Task item
Write out all of the entries below word for word.

++++++++

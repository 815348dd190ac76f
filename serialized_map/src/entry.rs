//! A single key-value record of the persisted list.
use serde::{Deserialize, Serialize};

/// One key-value pair of a [`SerializedMap`](crate::SerializedMap)'s persisted list.
///
/// On its own an entry carries no uniqueness guarantee, keys only become unique once the list is
/// loaded into the map.
#[derive(Clone, Debug, Default, PartialEq, Eq, Hash, Serialize, Deserialize)]
pub struct Entry<K, V> {
    /// The key.
    pub key: K,
    /// The value.
    pub value: V,
}

impl<K, V> Entry<K, V> {
    /// Returns a new entry.
    pub fn new(key: K, value: V) -> Self {
        Entry { key, value }
    }
    /// Returns a reference to the key.
    pub fn key(&self) -> &K {
        &self.key
    }
    /// Returns a reference to the value.
    pub fn value(&self) -> &V {
        &self.value
    }
    /// Returns a mutable reference to the value.
    pub fn value_mut(&mut self) -> &mut V {
        &mut self.value
    }
    /// Splits the entry into its key and value.
    pub fn into_pair(self) -> (K, V) {
        (self.key, self.value)
    }
}

impl<K, V> From<(K, V)> for Entry<K, V> {
    fn from((key, value): (K, V)) -> Self {
        Entry { key, value }
    }
}

impl<K, V> From<Entry<K, V>> for (K, V) {
    fn from(entry: Entry<K, V>) -> Self {
        entry.into_pair()
    }
}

++++++++

Answer space
repository 815348dd190ac76f
filename serialized_map/src/entry.rs
//! A single key-value record of the persisted list.
use serde::{Deserialize, Serialize};

/// One key-value pair of a [`SerializedMap`](crate::SerializedMap)'s persisted list.
///
/// On its own an entry carries no uniqueness guarantee, keys only become unique once the list is
/// loaded into the map.
#[derive(Clone, Debug, Default, PartialEq, Eq, Hash, Serialize, Deserialize)]
pub struct Entry<K, V> {
    /// The key.
    pub key: K,
    /// The value.
    pub value: V,
}

impl<K, V> Entry<K, V> {
    /// Returns a new entry.
    pub fn new(key: K, value: V) -> Self {
        Entry { key, value }
    }
    /// Returns a reference to the key.
    pub fn key(&self) -> &K {
        &self.key
    }
    /// Returns a reference to the value.
    pub fn value(&self) -> &V {
        &self.value
    }
    /// Returns a mutable reference to the value.
    pub fn value_mut(&mut self) -> &mut V {
        &mut self.value
    }
    /// Splits the entry into its key and value.
    pub fn into_pair(self) -> (K, V) {
        (self.key, self.value)
    }
}

impl<K, V> From<(K, V)> for Entry<K, V> {
    fn from((key, value): (K, V)) -> Self {
        Entry { key, value }
    }
}

impl<K, V> From<Entry<K, V>> for (K, V) {
    fn from(entry: Entry<K, V>) -> Self {
        entry.into_pair()
    }
}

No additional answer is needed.